There are many stories of omniscient mothers and grandmothers who predicted greatness in their young. Lyndon Johnson’s mother is supposed to have told everyone that he would one day be President of the United States. Dr. Martin Luther King, Jr’s grandmother insisted that he had been saved from death after a treacherous fall from a second story window because he was destined to do important work. Are these self fulfilling prophecies or is it really possible to indeed see something in the faces of our young that tells us that they are somehow gifted in ways that will change the world? Do we subconsciously train our little ones to follow a certain path or does it just happen with or without our help? These are questions that I have often considered but I know for certain that the smallest among us represent our greatest hope for tomorrow. For that reason we must cherish and develop each tiny person in every possible way.

Sadly there are too many children who suffer and even die from neglect, lack of resources and abuse. If we spent even a third of the time and money that we expend on entertainment to help create better lives for children everywhere many of the problems that plague the world would be eliminated. A child who grows up in a healthy and safe atmosphere of love is far more likely to fulfill his/her potential than one who does not have such opportunities.

Most of us work hard to provide our children with lives conducive to full development. As I attend events with my grandchildren I witness the caring attitudes of men and women who understand the impact that their concern will have on raising happy and confident youngsters. Such care is not limited to those with high incomes. Even without money a loving parent makes a difference in a child’s life. My own mother struggled to provide my brothers and me with the basics but above all we understood without question that she was our protector, advocate and the person who encouraged us to fulfill our destinies. There was no better cheerleader in our lives. It did not take money for her to let us know that we were important members of the world and that our opinions and contributions mattered. This made us strong and able to navigate problems because we knew that we were never alone.

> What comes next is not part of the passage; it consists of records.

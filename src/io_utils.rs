//! CSV-backed row sources and sinks, encoding, and delimiter resolution.
//!
//! - **Sources**: [`CsvRowSource`] reads the header as an ordinary first row,
//!   decoding each byte record through an `encoding_rs` encoding.
//! - **Sinks**: [`CsvRowSink`] writes rows through `csv::Writer`, transcoding
//!   away from UTF-8 when asked to.
//! - **Paths**: `-` routes through stdin/stdout.
//! - **Delimiters**: `.tsv` selects tab, everything else comma, unless overridden.

use std::{
    fs::File,
    io::{self, BufReader, BufWriter, Read, Write},
    path::Path,
};

use anyhow::{Context, anyhow};
use csv::{ByteRecord, QuoteStyle};
use encoding_rs::{Encoding, UTF_8};

use crate::{
    error::Result,
    rows::{RowSink, RowSource},
};

pub const DEFAULT_CSV_DELIMITER: u8 = b',';
pub const DEFAULT_TSV_DELIMITER: u8 = b'\t';

pub fn is_dash(path: &Path) -> bool {
    path == Path::new("-")
}

pub fn resolve_encoding(label: Option<&str>) -> Result<&'static Encoding> {
    match label {
        Some(value) => Encoding::for_label(value.trim().as_bytes())
            .ok_or_else(|| anyhow!("Unknown encoding '{value}'").into()),
        None => Ok(UTF_8),
    }
}

pub fn resolve_input_delimiter(path: &Path, provided: Option<u8>) -> u8 {
    provided.unwrap_or_else(|| match path.extension().and_then(|ext| ext.to_str()) {
        Some(ext) if ext.eq_ignore_ascii_case("tsv") => DEFAULT_TSV_DELIMITER,
        _ => DEFAULT_CSV_DELIMITER,
    })
}

pub fn resolve_output_delimiter(path: Option<&Path>, provided: Option<u8>, fallback: u8) -> u8 {
    if let Some(delim) = provided {
        return delim;
    }
    match path.and_then(|p| p.extension()).and_then(|ext| ext.to_str()) {
        Some(ext) if ext.eq_ignore_ascii_case("tsv") => DEFAULT_TSV_DELIMITER,
        Some(ext) if ext.eq_ignore_ascii_case("csv") => DEFAULT_CSV_DELIMITER,
        _ => fallback,
    }
}

/// A `csv::Reader` that hands the header back as a regular row.
///
/// `flexible` allows rows of differing width; otherwise every row must be as
/// wide as the header.
pub fn open_csv_reader<R>(reader: R, delimiter: u8, flexible: bool) -> csv::Reader<R>
where
    R: Read,
{
    let mut builder = csv::ReaderBuilder::new();
    builder
        .has_headers(false)
        .delimiter(delimiter)
        .double_quote(true)
        .flexible(flexible);
    builder.from_reader(reader)
}

pub fn open_csv_source_from_path(
    path: &Path,
    delimiter: u8,
    flexible: bool,
    encoding: &'static Encoding,
) -> Result<CsvRowSource<Box<dyn Read>>> {
    let reader: Box<dyn Read> = if is_dash(path) {
        Box::new(io::stdin().lock())
    } else {
        Box::new(BufReader::new(
            File::open(path).with_context(|| format!("Opening input file {path:?}"))?,
        ))
    };
    Ok(CsvRowSource::new(open_csv_reader(reader, delimiter, flexible)).with_encoding(encoding))
}

pub fn open_csv_writer<W>(writer: W, delimiter: u8) -> csv::Writer<W>
where
    W: Write,
{
    let mut builder = csv::WriterBuilder::new();
    builder
        .delimiter(delimiter)
        .quote_style(QuoteStyle::Necessary)
        .double_quote(true)
        .flexible(true);
    builder.from_writer(writer)
}

/// Opens `path` (or stdout for `None` / `-`) as a row sink.
pub fn open_csv_sink(
    path: Option<&Path>,
    delimiter: u8,
    encoding: &'static Encoding,
) -> Result<CsvRowSink<Box<dyn Write>>> {
    let base: Box<dyn Write> = match path {
        Some(p) if !is_dash(p) => Box::new(BufWriter::new(
            File::create(p).with_context(|| format!("Creating output file {p:?}"))?,
        )),
        _ => Box::new(io::stdout()),
    };

    let writer: Box<dyn Write> = if encoding == UTF_8 {
        base
    } else {
        Box::new(TranscodingWriter::new(base, encoding))
    };
    Ok(CsvRowSink::new(open_csv_writer(writer, delimiter)))
}

/// Decodes one cell. BOM sniffing is skipped so a cell's leading bytes can
/// never switch its encoding.
pub fn decode_bytes(bytes: &[u8], encoding: &'static Encoding) -> io::Result<String> {
    let (text, had_errors) = encoding.decode_without_bom_handling(bytes);
    if had_errors {
        Err(io::Error::new(
            io::ErrorKind::InvalidData,
            format!("Failed to decode text with encoding {}", encoding.name()),
        ))
    } else {
        Ok(text.into_owned())
    }
}

pub fn decode_record(record: &ByteRecord, encoding: &'static Encoding) -> io::Result<Vec<String>> {
    record
        .iter()
        .map(|field| decode_bytes(field, encoding))
        .collect()
}

pub struct CsvRowSource<R> {
    reader: csv::Reader<R>,
    encoding: &'static Encoding,
    record: ByteRecord,
}

impl<R: Read> CsvRowSource<R> {
    /// Wraps a reader built by the caller. It must be configured with
    /// `has_headers(false)` so the header row reaches the engine.
    pub fn new(reader: csv::Reader<R>) -> Self {
        Self {
            reader,
            encoding: UTF_8,
            record: ByteRecord::new(),
        }
    }

    /// Comma-delimited, UTF-8, fixed row width.
    pub fn from_reader(reader: R) -> Self {
        Self::new(open_csv_reader(reader, DEFAULT_CSV_DELIMITER, false))
    }

    pub fn with_encoding(mut self, encoding: &'static Encoding) -> Self {
        self.encoding = encoding;
        self
    }

    pub fn into_inner(self) -> csv::Reader<R> {
        self.reader
    }
}

impl<R: Read> RowSource for CsvRowSource<R> {
    fn read_row(&mut self) -> io::Result<Option<Vec<String>>> {
        if !self.reader.read_byte_record(&mut self.record)? {
            return Ok(None);
        }
        decode_record(&self.record, self.encoding).map(Some)
    }
}

pub struct CsvRowSink<W: Write> {
    writer: csv::Writer<W>,
}

impl<W: Write> CsvRowSink<W> {
    pub fn new(writer: csv::Writer<W>) -> Self {
        Self { writer }
    }

    /// Comma-delimited, quoting only where needed.
    pub fn from_writer(writer: W) -> Self {
        Self::new(open_csv_writer(writer, DEFAULT_CSV_DELIMITER))
    }

    /// Flushes and returns the underlying writer.
    pub fn into_inner(self) -> io::Result<W> {
        self.writer.into_inner().map_err(|err| err.into_error())
    }
}

impl<W: Write> RowSink for CsvRowSink<W> {
    fn write_row(&mut self, row: &[String]) -> io::Result<()> {
        self.writer.write_record(row).map_err(io::Error::from)
    }

    fn flush(&mut self) -> io::Result<()> {
        self.writer.flush()
    }
}

/// Re-encodes the UTF-8 produced by `csv::Writer`, holding back any
/// incomplete trailing sequence until the next write.
struct TranscodingWriter<W: Write> {
    inner: W,
    encoding: &'static Encoding,
    pending: Vec<u8>,
}

impl<W: Write> TranscodingWriter<W> {
    fn new(inner: W, encoding: &'static Encoding) -> Self {
        Self {
            inner,
            encoding,
            pending: Vec::new(),
        }
    }

    fn drain_pending(&mut self, at_end: bool) -> io::Result<()> {
        let valid_up_to = match std::str::from_utf8(&self.pending) {
            Ok(_) => self.pending.len(),
            Err(err) if err.error_len().is_some() => {
                return Err(io::Error::new(
                    io::ErrorKind::InvalidData,
                    "Invalid UTF-8 sequence in output stream",
                ));
            }
            Err(err) => err.valid_up_to(),
        };
        if valid_up_to > 0 {
            let chunk: Vec<u8> = self.pending.drain(..valid_up_to).collect();
            let text = std::str::from_utf8(&chunk)
                .map_err(|e| io::Error::new(io::ErrorKind::InvalidData, e))?;
            self.encode_and_write(text)?;
        }
        if at_end && !self.pending.is_empty() {
            return Err(io::Error::new(
                io::ErrorKind::InvalidData,
                "Incomplete UTF-8 sequence at end of output stream",
            ));
        }
        Ok(())
    }

    fn encode_and_write(&mut self, text: &str) -> io::Result<()> {
        let (encoded, _, had_errors) = self.encoding.encode(text);
        if had_errors {
            return Err(io::Error::new(
                io::ErrorKind::InvalidData,
                format!("Failed to encode text using {}", self.encoding.name()),
            ));
        }
        self.inner.write_all(encoded.as_ref())
    }
}

impl<W: Write> Write for TranscodingWriter<W> {
    fn write(&mut self, buf: &[u8]) -> io::Result<usize> {
        self.pending.extend_from_slice(buf);
        self.drain_pending(false)?;
        Ok(buf.len())
    }

    fn flush(&mut self) -> io::Result<()> {
        self.drain_pending(true)?;
        self.inner.flush()
    }
}

#[cfg(test)]
mod tests {
    use super::*;

    #[test]
    fn delimiter_follows_extension_unless_provided() {
        assert_eq!(resolve_input_delimiter(Path::new("a.tsv"), None), b'\t');
        assert_eq!(resolve_input_delimiter(Path::new("a.TSV"), None), b'\t');
        assert_eq!(resolve_input_delimiter(Path::new("a.txt"), None), b',');
        assert_eq!(resolve_input_delimiter(Path::new("a.tsv"), Some(b';')), b';');
        assert_eq!(
            resolve_output_delimiter(Some(Path::new("out.tsv")), None, b','),
            b'\t'
        );
        assert_eq!(resolve_output_delimiter(None, None, b'|'), b'|');
    }

    #[test]
    fn unknown_encoding_is_an_error() {
        assert_eq!(resolve_encoding(None).unwrap(), UTF_8);
        assert_eq!(
            resolve_encoding(Some(" windows-1252 ")).unwrap().name(),
            "windows-1252"
        );
        assert!(resolve_encoding(Some("klingon")).is_err());
    }

    #[test]
    fn source_yields_header_then_rows_then_end() {
        let mut source = CsvRowSource::from_reader("a,b\n1,2\n".as_bytes());
        assert_eq!(source.read_row().unwrap(), Some(vec!["a".into(), "b".into()]));
        assert_eq!(source.read_row().unwrap(), Some(vec!["1".into(), "2".into()]));
        assert_eq!(source.read_row().unwrap(), None);
    }

    #[test]
    fn fixed_width_source_reports_ragged_rows() {
        let mut source = CsvRowSource::from_reader("a,b\n1,2,3\n4,5\n".as_bytes());
        source.read_row().unwrap();
        assert!(source.read_row().is_err());
        assert_eq!(source.read_row().unwrap(), Some(vec!["4".into(), "5".into()]));
    }

    #[test]
    fn source_decodes_legacy_encodings() {
        let encoding = resolve_encoding(Some("windows-1252")).unwrap();
        let bytes: &[u8] = b"name\ncaf\xe9\n";
        let mut source = CsvRowSource::from_reader(bytes).with_encoding(encoding);
        source.read_row().unwrap();
        assert_eq!(source.read_row().unwrap(), Some(vec!["café".into()]));
    }

    #[test]
    fn cells_starting_with_bom_bytes_keep_their_encoding() {
        let encoding = resolve_encoding(Some("windows-1252")).unwrap();
        let bytes: &[u8] = b"name\n\xff\xfeab\n";
        let mut source = CsvRowSource::from_reader(bytes).with_encoding(encoding);
        source.read_row().unwrap();
        assert_eq!(source.read_row().unwrap(), Some(vec!["ÿþab".into()]));

        let bytes: &[u8] = b"name\n\xff\xfe\n\xef\xbb\xbfok\n";
        let mut source = CsvRowSource::from_reader(bytes);
        source.read_row().unwrap();
        assert_eq!(source.read_row().unwrap_err().kind(), io::ErrorKind::InvalidData);
        assert_eq!(source.read_row().unwrap(), Some(vec!["\u{feff}ok".into()]));
    }

    #[test]
    fn transcoding_writer_encodes_split_sequences() {
        let encoding = resolve_encoding(Some("windows-1252")).unwrap();
        let mut writer = TranscodingWriter::new(Vec::new(), encoding);
        let bytes = "café".as_bytes();
        writer.write_all(&bytes[..4]).unwrap();
        writer.write_all(&bytes[4..]).unwrap();
        writer.flush().unwrap();
        assert_eq!(writer.inner, b"caf\xe9");
    }

    #[test]
    fn sink_writes_rows() {
        let mut sink = CsvRowSink::from_writer(Vec::new());
        sink.write_row(&["a".to_string(), "b,c".to_string()]).unwrap();
        sink.flush().unwrap();
        let bytes = sink.into_inner().unwrap();
        assert_eq!(String::from_utf8(bytes).unwrap(), "a,\"b,c\"\n");
    }
}
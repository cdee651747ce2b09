//! Vocabulary comparison between a schema and a header row.
//!
//! Runs independently of the header matcher so that duplicate alignment
//! never changes which fields count as unmatched.

use std::collections::HashSet;

use crate::descriptor::FieldDescriptor;

#[derive(Debug, Clone, Default, PartialEq, Eq)]
pub struct MismatchReport {
    /// Headers no field answers to, in header order, duplicates kept.
    pub unmatched_headers: Vec<String>,
    /// Every name of every field that no header refers to.
    pub unmatched_fields: Vec<String>,
}

impl MismatchReport {
    /// True when headers were supplied and none of them matched a field.
    pub fn no_overlap(&self, header_count: usize) -> bool {
        header_count > 0 && self.unmatched_headers.len() == header_count
    }
}

pub fn analyze(fields: &[FieldDescriptor], headers: &[String]) -> MismatchReport {
    let unmatched_headers = headers
        .iter()
        .filter(|header| !fields.iter().any(|field| field.matches(header)))
        .cloned()
        .collect();

    let unmatched_fields = fields
        .iter()
        .filter(|field| !headers.iter().any(|header| field.matches(header)))
        .flat_map(|field| field.names().iter().cloned())
        .collect();

    MismatchReport {
        unmatched_headers,
        unmatched_fields,
    }
}

/// The first header name that occurs more than once.
pub fn first_duplicate(headers: &[String]) -> Option<&str> {
    let mut seen = HashSet::with_capacity(headers.len());
    headers
        .iter()
        .map(String::as_str)
        .find(|header| !seen.insert(*header))
}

It is well documented that much of the testing that our children undergo is experience driven. A child who has read or been read to is more likely to do well than one who has not been exposed to print matter. Those who travel and see many different places and hear many ideas are more likely to achieve. A child who lives an isolated existence in a stimulus deprived environment is at a grave disadvantage. Luckily there are ways to counteract such problems.

The KIPP Charter Schools place a high priority on exposing students to a variety of experiences. They take children on field trips and introduce them to cultural events and opportunities. It is not uncommon to see entire classes traveling to Washington D.C. or New York City, thus giving them insight into the world at large. These adventures make a tremendous difference in the lives of kids who might otherwise never see such things but they cost a great deal of money and all too often the funds are simply not available. I often think of how wonderful it would be if each of us decided to forgo at least one luxury and instead donate that money to an educational cause. Perhaps we should have a tip jar in which we place the coins that we might have spent on a latte or another new pair of shoes. At the end of the year we would have more than enough to have an impact on somebody’s life.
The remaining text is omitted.